Start of Block
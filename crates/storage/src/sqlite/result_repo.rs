use exam_core::model::{SessionId, SessionResult};

use super::SqliteRepository;
use super::mapping::{conn, i64_from_u64, i64_from_usize, map_result_row};
use crate::repository::{ResultRepository, ResultRow, StorageError};

#[async_trait::async_trait]
impl ResultRepository for SqliteRepository {
    async fn append_result(
        &self,
        session_id: SessionId,
        result: &SessionResult,
    ) -> Result<i64, StorageError> {
        let res = sqlx::query(
            r"
                INSERT INTO session_results (
                    session_id, mode, score, total_questions, correct_answers,
                    max_score, answered_count, time_spent_secs, completed_at
                )
                VALUES (?1, ?2, ?3, ?4, ?5, ?6, ?7, ?8, ?9)
            ",
        )
        .bind(session_id.to_string())
        .bind(result.mode.as_str())
        .bind(i64::from(result.score))
        .bind(i64_from_usize("total_questions", result.total_questions)?)
        .bind(i64::from(result.correct_answers))
        .bind(i64::from(result.max_score))
        .bind(i64_from_usize("answered_count", result.answered_count)?)
        .bind(i64_from_u64("time_spent_secs", result.time_spent_secs)?)
        .bind(result.completed_at)
        .execute(&self.pool)
        .await
        .map_err(conn)?;

        Ok(res.last_insert_rowid())
    }

    async fn list_results(&self, limit: u32) -> Result<Vec<ResultRow>, StorageError> {
        let rows = sqlx::query(
            r"
                SELECT
                    id, session_id, mode, score, total_questions, correct_answers,
                    max_score, answered_count, time_spent_secs, completed_at
                FROM session_results
                ORDER BY completed_at DESC, id DESC
                LIMIT ?1
            ",
        )
        .bind(i64::from(limit))
        .fetch_all(&self.pool)
        .await
        .map_err(conn)?;

        rows.iter().map(map_result_row).collect()
    }
}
End of Block
(What is being asked): For the listing above, state how many lines contain the string "super". Give the number and nothing else.

(Answer section): 2